> WORK TASK
In the material below, find the line with "(TokenKind::Plus, number) =>" and the line with "(TokenKind::Minus, F32(v)) =>", then output those two lines and every line between them, exactly.

> ENTRIES SHOWN
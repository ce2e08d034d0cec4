//! Literal decoding helpers shared by the lexer and parser.
//!
//! Nothing here fails loudly: malformed input yields `None` or an
//! `is_valid == false` flag and the caller decides which invalid token or
//! diagnostic to produce.

use crate::ast::{LiteralValue, TokenKind};

/// Width and signedness marker following a number literal.
#[derive(Debug, Clone, Copy, PartialEq, Eq)]
pub(crate) enum NumberSuffix {
    None,
    Signed(Option<u32>),
    Unsigned(Option<u32>),
    Float(Option<u32>),
    Fixed(Option<u32>),
}

/// Decode escape sequences in `text`.
///
/// Returns the decoded string and whether every escape was recognised.
/// `allow_brace` admits `\{`, which is only meaningful where a bare `{`
/// opens an interpolation.
pub fn unescape(text: &str, allow_brace: bool) -> (String, bool) {
    let mut decoded = String::with_capacity(text.len());
    let mut valid = true;
    let mut chars = text.chars().peekable();

    while let Some(ch) = chars.next() {
        if ch != '\\' {
            decoded.push(ch);
            continue;
        }

        let Some(escape) = chars.next() else {
            valid = false;
            decoded.push('\\');
            break;
        };

        let replacement = match escape {
            '\'' => '\'',
            '"' => '"',
            '\\' => '\\',
            '0' => '\0',
            'a' => '\u{07}',
            'b' => '\u{08}',
            'f' => '\u{0C}',
            'n' => '\n',
            'r' => '\r',
            't' => '\t',
            'v' => '\u{0B}',
            '{' if allow_brace => '{',
            'u' | 'U' => {
                let width = if escape == 'u' { 4 } else { 8 };
                let mut digits = String::with_capacity(width);
                while digits.len() < width {
                    match chars.peek() {
                        Some(digit) if digit.is_ascii_hexdigit() => {
                            digits.push(*digit);
                            chars.next();
                        }
                        _ => break,
                    }
                }

                let decoded_char = (digits.len() == width)
                    .then(|| u32::from_str_radix(&digits, 16).ok())
                    .flatten()
                    .and_then(char::from_u32);

                match decoded_char {
                    Some(decoded_char) => decoded_char,
                    None => {
                        valid = false;
                        decoded.push('\\');
                        decoded.push(escape);
                        decoded.push_str(&digits);
                        continue;
                    }
                }
            }
            other => {
                valid = false;
                decoded.push('\\');
                other
            }
        };

        decoded.push(replacement);
    }

    (decoded, valid)
}

macro_rules! parse_radix {
    ($digits:expr, $radix:expr, $ty:ty, $variant:ident) => {
        <$ty>::from_str_radix($digits, $radix)
            .ok()
            .map(LiteralValue::$variant)
    };
}

fn signed_with_width(digits: &str, radix: u32, width: u32) -> Option<LiteralValue> {
    match width {
        8 => parse_radix!(digits, radix, i8, I8),
        16 => parse_radix!(digits, radix, i16, I16),
        32 => parse_radix!(digits, radix, i32, I32),
        64 => parse_radix!(digits, radix, i64, I64),
        128 => parse_radix!(digits, radix, i128, I128),
        _ => None,
    }
}

fn unsigned_with_width(digits: &str, radix: u32, width: u32) -> Option<LiteralValue> {
    match width {
        8 => parse_radix!(digits, radix, u8, U8),
        16 => parse_radix!(digits, radix, u16, U16),
        32 => parse_radix!(digits, radix, u32, U32),
        64 => parse_radix!(digits, radix, u64, U64),
        128 => parse_radix!(digits, radix, u128, U128),
        _ => None,
    }
}

/// Convert separator-free integer digits in `radix`, honouring the suffix.
/// Without an explicit width the narrowest representation that fits wins.
pub(crate) fn integer_value(digits: &str, radix: u32, suffix: NumberSuffix) -> Option<LiteralValue> {
    if digits.is_empty() {
        return None;
    }

    match suffix {
        NumberSuffix::None if radix == 10 => [32, 64, 128]
            .into_iter()
            .find_map(|width| signed_with_width(digits, radix, width))
            .or_else(|| unsigned_with_width(digits, radix, 128)),
        NumberSuffix::None => [32, 64, 128].into_iter().find_map(|width| {
            signed_with_width(digits, radix, width)
                .or_else(|| unsigned_with_width(digits, radix, width))
        }),
        NumberSuffix::Signed(None) => [32, 64, 128]
            .into_iter()
            .find_map(|width| signed_with_width(digits, radix, width)),
        NumberSuffix::Signed(Some(width)) => signed_with_width(digits, radix, width),
        NumberSuffix::Unsigned(None) => [32, 64, 128]
            .into_iter()
            .find_map(|width| unsigned_with_width(digits, radix, width)),
        NumberSuffix::Unsigned(Some(width)) => unsigned_with_width(digits, radix, width),
        NumberSuffix::Float(width) if radix == 10 => float_value(digits, NumberSuffix::Float(width)),
        NumberSuffix::Float(_) | NumberSuffix::Fixed(_) => None,
    }
}

/// Convert separator-free decimal float text. Unsuffixed floats are `f64`,
/// a bare `f` suffix selects `f32`.
pub(crate) fn float_value(text: &str, suffix: NumberSuffix) -> Option<LiteralValue> {
    match suffix {
        NumberSuffix::None | NumberSuffix::Float(Some(64)) => text
            .parse::<f64>()
            .ok()
            .filter(|value| value.is_finite())
            .map(LiteralValue::F64),
        NumberSuffix::Float(None) | NumberSuffix::Float(Some(32)) => text
            .parse::<f32>()
            .ok()
            .filter(|value| value.is_finite())
            .map(LiteralValue::F32),
        _ => None,
    }
}

/// Fold a prefix operator applied directly to a literal value. Returns
/// `None` when the combination has no compile-time meaning.
pub(crate) fn fold_prefix(op: TokenKind, value: &LiteralValue) -> Option<LiteralValue> {
    use LiteralValue::*;

    match (op, value) {
        (TokenKind::Plus, Bool(_) | Char(_) | Str(_) | Null) => None,
        (TokenKind::Plus, number) => Some(number.clone()),

        (TokenKind::Minus, I8(v)) => v.checked_neg().map(I8),
        (TokenKind::Minus, I16(v)) => v.checked_neg().map(I16),
        (TokenKind::Minus, I32(v)) => v.checked_neg().map(I32),
        (TokenKind::Minus, I64(v)) => v.checked_neg().map(I64),
        (TokenKind::Minus, I128(v)) => v.checked_neg().map(I128),
        (TokenKind::Minus, F32(v)) => Some(F32(-v)),
        (TokenKind::Minus, F64(v)) => Some(F64(-v)),
        (TokenKind::Minus, U8(0) | U16(0) | U32(0) | U64(0) | U128(0)) => Some(value.clone()),

        (TokenKind::Tilde, I8(v)) => Some(I8(!v)),
        (TokenKind::Tilde, I16(v)) => Some(I16(!v)),
        (TokenKind::Tilde, I32(v)) => Some(I32(!v)),
        (TokenKind::Tilde, I64(v)) => Some(I64(!v)),
        (TokenKind::Tilde, I128(v)) => Some(I128(!v)),
        (TokenKind::Tilde, U8(v)) => Some(U8(!v)),
        (TokenKind::Tilde, U16(v)) => Some(U16(!v)),
        (TokenKind::Tilde, U32(v)) => Some(U32(!v)),
        (TokenKind::Tilde, U64(v)) => Some(U64(!v)),
        (TokenKind::Tilde, U128(v)) => Some(U128(!v)),

        (TokenKind::Bang, Bool(v)) => Some(Bool(!v)),

        _ => None,
    }
}

/// Move a signed value back to the narrowest default width (`i32`, `i64`,
/// `i128`) that holds it. Unsuffixed literals are widened before a leading
/// `-` is applied, so `-2147483648` arrives here as an `i64`.
pub(crate) fn narrow_signed(value: LiteralValue) -> LiteralValue {
    let wide = match value {
        LiteralValue::I64(v) => i128::from(v),
        LiteralValue::I128(v) => v,
        other => return other,
    };

    if let Ok(v) = i32::try_from(wide) {
        LiteralValue::I32(v)
    } else if let Ok(v) = i64::try_from(wide) {
        LiteralValue::I64(v)
    } else {
        LiteralValue::I128(wide)
    }
}

#[cfg(test)]
mod tests {
    use super::*;

    #[test]
    fn negated_minimums_narrow_back() {
        let folded = fold_prefix(TokenKind::Minus, &LiteralValue::I64(2_147_483_648));
        assert_eq!(folded.map(narrow_signed), Some(LiteralValue::I32(i32::MIN)));

        let folded = fold_prefix(TokenKind::Minus, &LiteralValue::I128(1 << 63));
        assert_eq!(folded.map(narrow_signed), Some(LiteralValue::I64(i64::MIN)));

        assert_eq!(
            narrow_signed(LiteralValue::I64(-3_000_000_000)),
            LiteralValue::I64(-3_000_000_000)
        );
        assert_eq!(narrow_signed(LiteralValue::U64(7)), LiteralValue::U64(7));
    }

    #[test]
    fn decodes_standard_escapes() {
        let (text, valid) = unescape("a\\nb", false);

        assert!(valid);
        assert_eq!(text.chars().count(), 3);
        assert_eq!(text, "a\nb");

        let (text, valid) = unescape("\\t\\\"\\\\\\0\\v", false);
        assert!(valid);
        assert_eq!(text, "\t\"\\\0\u{0B}");
    }

    #[test]
    fn unknown_escape_is_invalid() {
        let (_, valid) = unescape("\\q", true);
        assert!(!valid);

        let (_, valid) = unescape("trailing\\", true);
        assert!(!valid);
    }

    #[test]
    fn brace_escape_depends_on_context() {
        assert_eq!(unescape("\\{x}", true), ("{x}".to_string(), true));
        assert!(!unescape("\\{", false).1);
    }

    #[test]
    fn decodes_unicode_escapes() {
        assert_eq!(unescape("\\u00e9", false), ("é".to_string(), true));
        assert_eq!(unescape("\\U0001F600", false), ("😀".to_string(), true));
        assert!(!unescape("\\u12", false).1);
        assert!(!unescape("\\uD800", false).1);
    }

    #[test]
    fn integers_take_the_narrowest_width() {
        assert_eq!(
            integer_value("1000000", 10, NumberSuffix::None),
            Some(LiteralValue::I32(1_000_000))
        );
        assert_eq!(
            integer_value("3000000000", 10, NumberSuffix::None),
            Some(LiteralValue::I64(3_000_000_000))
        );
        assert_eq!(
            integer_value("FFFFFFFF", 16, NumberSuffix::None),
            Some(LiteralValue::U32(u32::MAX))
        );
        assert_eq!(
            integer_value("300", 10, NumberSuffix::Unsigned(Some(8))),
            None
        );
        assert_eq!(
            integer_value("200", 10, NumberSuffix::Unsigned(Some(8))),
            Some(LiteralValue::U8(200))
        );
        assert_eq!(integer_value("7", 10, NumberSuffix::Fixed(None)), None);
    }

    #[test]
    fn floats_default_to_double_precision() {
        assert_eq!(
            float_value("2.5", NumberSuffix::None),
            Some(LiteralValue::F64(2.5))
        );
        assert_eq!(
            float_value("2.5", NumberSuffix::Float(None)),
            Some(LiteralValue::F32(2.5))
        );
        assert_eq!(float_value("2.5", NumberSuffix::Float(Some(16))), None);
        assert_eq!(float_value("1e999", NumberSuffix::None), None);
    }

    #[test]
    fn folds_prefix_operators() {
        assert_eq!(
            fold_prefix(TokenKind::Minus, &LiteralValue::I32(5)),
            Some(LiteralValue::I32(-5))
        );
        assert_eq!(
            fold_prefix(TokenKind::Tilde, &LiteralValue::U8(0)),
            Some(LiteralValue::U8(255))
        );
        assert_eq!(
            fold_prefix(TokenKind::Bang, &LiteralValue::Bool(true)),
            Some(LiteralValue::Bool(false))
        );
        assert_eq!(fold_prefix(TokenKind::Minus, &LiteralValue::U8(3)), None);
        assert_eq!(fold_prefix(TokenKind::Bang, &LiteralValue::I32(1)), None);
    }
}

> ANSWER SECTION
        (TokenKind::Plus, number) => Some(number.clone()),

        (TokenKind::Minus, I8(v)) => v.checked_neg().map(I8),
        (TokenKind::Minus, I16(v)) => v.checked_neg().map(I16),
        (TokenKind::Minus, I32(v)) => v.checked_neg().map(I32),
        (TokenKind::Minus, I64(v)) => v.checked_neg().map(I64),
        (TokenKind::Minus, I128(v)) => v.checked_neg().map(I128),
        (TokenKind::Minus, F32(v)) => Some(F32(-v)),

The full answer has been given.